I was writing a longer review for this before Goodreads crashed... Overall, I think the book is pretty good, but I disagree with her on some bold, important points. One, she thinks saturated fats are healthy because they may help blunt glucose levels. This may be true, but it doesn't outweigh the downsides of saturated fats. There's more evidence that high LDL/ApoB is detrimental to your health than there is for high glucose spikes for healthy individuals, and most people would benefit from lowering their saturated fats. Two, she thinks that PUFAs are unhealthy, which again the science doesn't seem to support. MUFAs are probably healthiest, but I'd prefer PUFAs over SFAs. Third, she singled out canola oil for being unhealthy because it's a processed vegetable oil, which was just another sign she was behind on the literature on fats. In regard to cooking oils, canola is probably second only to olive oil. That said, the best tips of hers really boil down to this:
- Eat your fibers, then proteins, then starches
- Eat sweets for dessert, not snacks (the fiber and protein in the meal will slow down the glucose absorption)

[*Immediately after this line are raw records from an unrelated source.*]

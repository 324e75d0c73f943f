//! Test utilities: wiremock profile endpoint, seeded storage, context builders.

#![allow(dead_code)]

use serde_json::json;
use session_guard::GuardContext;
use session_guard::config::Config;
use session_guard::guard::navigation::HistoryNavigator;
use session_guard::session::{IDENTITY_KEY, KeyValueStore, TOKEN_KEY};
use session_guard::session::file::FileStore;
use std::path::Path;
use std::sync::Arc;
use wiremock::matchers::{header, method, path};
use wiremock::{Mock, MockServer, ResponseTemplate};

/// Config pointing at `server` with file storage at `storage_path`.
pub fn config_for(server: &MockServer, storage_path: &Path) -> Config {
    let mut config = Config::test_default();
    config.api_base_url = server.uri();
    config.storage_backend = "file".into();
    config.storage_path = storage_path.display().to_string();
    config
}

/// Build a context whose router currently shows `location`.
pub fn build_context(config: Config, location: &str) -> (GuardContext, Arc<HistoryNavigator>) {
    let navigator = Arc::new(HistoryNavigator::at(location));
    let ctx = GuardContext::build(config, navigator.clone());
    (ctx, navigator)
}

/// Write a persisted session as a previous run would have left it.
pub async fn seed_storage(path: &Path, token: Option<&str>, identity: Option<serde_json::Value>) {
    let store = FileStore::new(path);
    if let Some(token) = token {
        store.set(TOKEN_KEY, token).await.unwrap();
    }
    if let Some(identity) = identity {
        store.set(IDENTITY_KEY, &identity.to_string()).await.unwrap();
    }
}

/// Write one raw value, bypassing serialization.
pub async fn seed_raw(path: &Path, key: &str, value: &str) {
    FileStore::new(path).set(key, value).await.unwrap();
}

/// Read back what is persisted.
pub async fn stored(path: &Path) -> (Option<String>, Option<String>) {
    let store = FileStore::new(path);
    (
        store.get(TOKEN_KEY).await.unwrap(),
        store.get(IDENTITY_KEY).await.unwrap(),
    )
}

/// Profile endpoint answering `token` with a user of `role`.
pub async fn mount_profile(server: &MockServer, token: &str, id: &str, role: &str) {
    Mock::given(method("GET"))
        .and(path("/auth/me"))
        .and(header("Authorization", format!("Bearer {token}").as_str()))
        .respond_with(ResponseTemplate::new(200).set_body_json(json!({
            "id": id,
            "fullName": "Test User",
            "email": format!("{id}@example.com"),
            "role": role
        })))
        .mount(server)
        .await;
}

pub fn identity_json(id: &str, role: &str) -> serde_json::Value {
    json!({ "id": id, "email": format!("{id}@example.com"), "role": role })
}
//! In-memory key-value store for tests and ephemeral runs.
//!
//! Uses `DashMap` for concurrent access without external locks. Nothing
//! survives a restart.

use dashmap::DashMap;

use super::KeyValueStore;
use crate::error::StorageError;

#[derive(Debug, Default)]
pub struct MemoryStore {
    entries: DashMap<String, String>,
}

impl MemoryStore {
    pub fn new() -> Self {
        Self::default()
    }

    /// Store pre-populated with the given entries.
    pub fn with_entries<I, K, V>(entries: I) -> Self
    where
        I: IntoIterator<Item = (K, V)>,
        K: Into<String>,
        V: Into<String>,
    {
        Self {
            entries: entries
                .into_iter()
                .map(|(k, v)| (k.into(), v.into()))
                .collect(),
        }
    }

    /// Synchronous read, for assertions and diagnostics.
    pub fn peek(&self, key: &str) -> Option<String> {
        self.entries.get(key).map(|e| e.value().clone())
    }

    pub fn is_empty(&self) -> bool {
        self.entries.is_empty()
    }
}

impl KeyValueStore for MemoryStore {
    async fn get(&self, key: &str) -> Result<Option<String>, StorageError> {
        Ok(self.peek(key))
    }

    async fn set(&self, key: &str, value: &str) -> Result<(), StorageError> {
        self.entries.insert(key.to_string(), value.to_string());
        Ok(())
    }

    async fn remove(&self, key: &str) -> Result<(), StorageError> {
        self.entries.remove(key);
        Ok(())
    }
}
use dioxus::prelude::*;
use ui::{use_auth, use_session, LogoutButton};

use crate::Route;

/// Header and navigation around every dashboard page.
/// Visitors without a session are sent back to the login page.
#[component]
pub fn DashboardLayout() -> Element {
    let auth = use_auth();
    let session = use_session();
    let nav = use_navigator();

    // Re-check the token itself: it may have expired since the signal last changed
    use_effect(move || {
        if !auth().is_authenticated() || !session.is_authenticated() {
            nav.replace(Route::Login {});
        }
    });

    let Some(member) = auth().member else {
        return rsx! {};
    };

    rsx! {
        div {
            class: "dashboard",
            header {
                class: "dashboard-header",
                nav {
                    class: "dashboard-nav",
                    Link { to: Route::Dashboard {}, "Home" }
                    Link { to: Route::Members {}, "Members" }
                }
                div {
                    class: "dashboard-user",
                    span { "{member.username}" }
                    for role in member.roles.iter() {
                        span { key: "{role}", class: "role-badge", "{role}" }
                    }
                    LogoutButton { class: "btn btn-secondary" }
                }
            }
            main {
                class: "dashboard-content",
                Outlet::<Route> {}
            }
        }
    }
}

- Pregame with greens (salad with vinegar based dressing, for example), or other high fiber ingredients. Blueberries are a personal favorite
- Move after eating: go for a walk, do some squats, etc
- Be wary of all the different types of refined sugars, and that fructose won't show in glucose levels.
- Fructose/sugar in fruits is fine, but dried and blended (such as in a smoothie) fruits let you eat more in a shorter amount of time, leading to a greater spike than normal.